A morte súbita e trágica do candidato à Presidência Eduardo Campos deu uma demonstração da força do jornalismo de internet, mas deixou evidentes suas fragilidades.

A começar pela técnica: primeiro a noticiar que o ex-governador estava no avião que caiu em Santos, o site da Folha atraiu, em menos de cinco minutos, um total de visitas seis vezes maior do que a média normal ao longo de uma hora. O sistema entrou em pane e saiu do ar. Por cerca de 25 minutos, o leitor não conseguia acesso à notícia e encontrava a página sem atualização. Dos grandes jornais, foi o último site a confirmar a morte de Campos.
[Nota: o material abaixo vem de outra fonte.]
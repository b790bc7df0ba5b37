//! Display geometry and layout constants.
//!
//! All positions are in pixels with the origin at the top-left corner. The
//! panel stores pixels in 8-row pages, one byte per column per page.

// =============================================================================
// Panel Geometry
// =============================================================================

/// Panel width in pixels (SSD1306 128x64)
pub const DISPLAY_WIDTH: u16 = 128;

/// Panel height in pixels
pub const DISPLAY_HEIGHT: u16 = 64;

/// Rows of pixels per page
pub const PAGE_HEIGHT: u16 = 8;

/// Number of pages in the frame
pub const DISPLAY_PAGES: usize = (DISPLAY_HEIGHT / PAGE_HEIGHT) as usize;

/// Size of a full frame in bytes
pub const BUFFER_SIZE: usize = DISPLAY_WIDTH as usize * DISPLAY_PAGES;

// =============================================================================
// Glyph Metrics
// =============================================================================

/// Horizontal footprint of one glyph at line size (5 columns + 1 spacing)
pub const GLYPH_WIDTH: u16 = 6;

/// Vertical footprint of one glyph at line size
pub const GLYPH_HEIGHT: u16 = 8;

/// Scale factor of the line font
pub const LINE_FONT_SCALE: u16 = 1;

/// Scale factor of the title font
pub const TITLE_FONT_SCALE: u16 = 2;

/// Gap left between a label and its value, and between a value and its unit
pub const FIELD_GAP: u16 = GLYPH_WIDTH;

// =============================================================================
// Anchors
// =============================================================================

/// A pixel position where a layout element starts
#[derive(Debug, Clone, Copy, PartialEq, Eq)]
#[cfg_attr(feature = "defmt", derive(defmt::Format))]
pub struct Anchor {
    pub x: u16,
    pub y: u16,
}

impl Anchor {
    pub const fn new(x: u16, y: u16) -> Self {
        Self { x, y }
    }
}

/// Title row; the title font is 16 pixels tall
pub const TITLE: Anchor = Anchor::new(0, 0);

/// Number of text lines below the title
pub const LINE_COUNT: usize = 4;

/// Text lines, 12 pixels apart so the last one ends at row 60
pub const LINES: [Anchor; LINE_COUNT] = [
    Anchor::new(0, 16),
    Anchor::new(0, 28),
    Anchor::new(0, 40),
    Anchor::new(0, 52),
];

/// Layout anchors used by the screen composer
#[derive(Debug, Clone, Copy, PartialEq, Eq)]
#[cfg_attr(feature = "defmt", derive(defmt::Format))]
pub struct LayoutConfig {
    /// Title position
    pub title: Anchor,
    /// Line positions, top to bottom
    pub lines: [Anchor; LINE_COUNT],
    /// Gap between chained fields on one line
    pub field_gap: u16,
}

impl Default for LayoutConfig {
    fn default() -> Self {
        Self {
            title: TITLE,
            lines: LINES,
            field_gap: FIELD_GAP,
        }
    }
}

impl LayoutConfig {
    /// Anchor of a text line (0-based), clamped to the last line
    pub fn line(&self, index: usize) -> Anchor {
        self.lines[index.min(LINE_COUNT - 1)]
    }
}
Não acho que sirva de consolo o fato de ter dado a notícia antes _”furo” é um pilar fundamental no impresso, mas menos relevante na internet, plataforma em que o ineditismo de um fato como esse dura segundos ou parcos minutos. Mais importante é a capacidade de continuar alimentando o leitor com informações novas, o que o jornal não conseguiu por mais de uma hora.
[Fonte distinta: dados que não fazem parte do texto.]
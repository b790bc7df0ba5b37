//! Point-in-time readings supplied to the display once per tick
//!
//! Snapshots are produced by the sensor-polling and networking code outside
//! this crate. The display only reads them.

use heapless::String;

#[cfg(feature = "serde")]
use serde::{Deserialize, Serialize};

use crate::units;

/// Maximum SSID length (802.11 limit)
pub const MAX_SSID_LEN: usize = 32;

/// Length of a BSSID rendered as `aa:bb:cc:dd:ee:ff`
pub const BSSID_TEXT_LEN: usize = 17;

/// Inertial and environmental readings
#[derive(Debug, Clone, Copy, PartialEq, Default)]
#[cfg_attr(feature = "defmt", derive(defmt::Format))]
#[cfg_attr(feature = "serde", derive(Serialize, Deserialize))]
pub struct SensorSnapshot {
    /// Acceleration X/Y/Z (milli-g)
    pub acceleration_mg: [f32; 3],
    /// Angular rate X/Y/Z (degrees per second)
    pub angular_rate_dps: [f32; 3],
    /// Accelerometer die temperature (°C)
    pub accel_temperature_c: f32,
    /// Barometer temperature (°C)
    pub baro_temperature_c: f32,
    /// Barometric pressure (hPa)
    pub pressure_hpa: f32,
    /// Altitude (m)
    pub altitude_m: f32,
    /// Ambient light (lux); no light sensor is fitted yet, so this stays 0
    pub light_lux: f32,
}

/// Wi-Fi association state
#[derive(Debug, Clone, PartialEq, Eq, Default)]
#[cfg_attr(feature = "defmt", derive(defmt::Format))]
#[cfg_attr(feature = "serde", derive(Serialize, Deserialize))]
pub struct NetworkSnapshot {
    /// Network name
    pub ssid: String<MAX_SSID_LEN>,
    /// Access point hardware address
    pub bssid: [u8; 6],
    /// Carrier frequency (MHz)
    pub frequency_mhz: u16,
    /// Signal strength (dBm), passed through from the producer
    pub rssi_dbm: i16,
}

impl NetworkSnapshot {
    /// Build a snapshot, truncating the SSID to [`MAX_SSID_LEN`] bytes
    pub fn new(ssid: &str, bssid: [u8; 6], frequency_mhz: u16, rssi_dbm: i16) -> Self {
        let mut name = String::new();
        for ch in ssid.chars() {
            if name.push(ch).is_err() {
                break;
            }
        }
        Self {
            ssid: name,
            bssid,
            frequency_mhz,
            rssi_dbm,
        }
    }

    /// Channel number derived from the frequency (0 when out of band)
    pub fn channel(&self) -> u16 {
        units::channel_from_frequency(self.frequency_mhz)
    }

    /// BSSID as lowercase colon-separated hex
    ///
    /// Six bytes fill the [`BSSID_TEXT_LEN`] characters exactly.
    pub fn bssid_text(&self) -> String<BSSID_TEXT_LEN> {
        const HEX: &[u8; 16] = b"0123456789abcdef";

        let mut text = String::new();
        for (i, byte) in self.bssid.iter().enumerate() {
            if i > 0 {
                let _ = text.push(':');
            }
            let _ = text.push(HEX[(byte >> 4) as usize] as char);
            let _ = text.push(HEX[(byte & 0x0F) as usize] as char);
        }
        text
    }
}

/// Status of one bus participant
#[derive(Debug, Clone, Copy, PartialEq, Eq, Default)]
#[cfg_attr(feature = "defmt", derive(defmt::Format))]
#[cfg_attr(feature = "serde", derive(Serialize, Deserialize))]
pub enum Health {
    #[default]
    Ok,
    Error,
}

impl Health {
    /// Map a driver status code where 0 means healthy
    pub fn from_status_code(code: u8) -> Self {
        if code == 0 {
            Health::Ok
        } else {
            Health::Error
        }
    }

    pub fn is_ok(&self) -> bool {
        matches!(self, Health::Ok)
    }

    /// Text shown on the status screen
    pub fn label(&self) -> &'static str {
        match self {
            Health::Ok => "OK",
            Health::Error => "ERROR",
        }
    }
}

/// Sensor bus and co-processor health
#[derive(Debug, Clone, Copy, PartialEq, Eq, Default)]
#[cfg_attr(feature = "defmt", derive(defmt::Format))]
#[cfg_attr(feature = "serde", derive(Serialize, Deserialize))]
pub struct BusHealth {
    /// I2C bus as a whole
    pub bus: Health,
    /// Accelerometer/gyroscope device
    pub accelerometer: Health,
    /// Barometer/thermometer device
    pub barometer: Health,
    /// Real-time co-processor
    pub coprocessor: Health,
}

/// Everything one display tick reads
#[derive(Debug, Clone, PartialEq, Default)]
#[cfg_attr(feature = "defmt", derive(defmt::Format))]
#[cfg_attr(feature = "serde", derive(Serialize, Deserialize))]
pub struct DeviceSnapshot {
    pub sensors: SensorSnapshot,
    pub network: NetworkSnapshot,
    pub health: BusHealth,
}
Quando o site voltou ao ar, a prioridade foi a consolidação de reportagens com o noticiário factual, além da biografia e da trajetória política de Campos, providências corretas na ótica do jornalismo impresso, mas que não dão conta do imediatismo da internet, em que o leitor ansioso migra de uma publicação a outra com um clique.

Só depois disso a Folha pôs no ar seu “live blog” (blog ao vivo, em tradução literal), que permite fazer postagem de forma descomplicada e ágil, narrando os acontecimentos praticamente em tempo real.

Usado inicialmente para cobrir eventos programados (a cerimônia de Oscar ou jogos de futebol), o “live blog” foi logo assimilado pelo noticiário mais denso, o chamado “hard news”. Virou um modelo híbrido e singular de jornalismo, só possível na internet: é “impresso”, mas feito ao vivo. Pode agregar áudio (como rádio) ou vídeo (como TV), mas sua âncora é o texto.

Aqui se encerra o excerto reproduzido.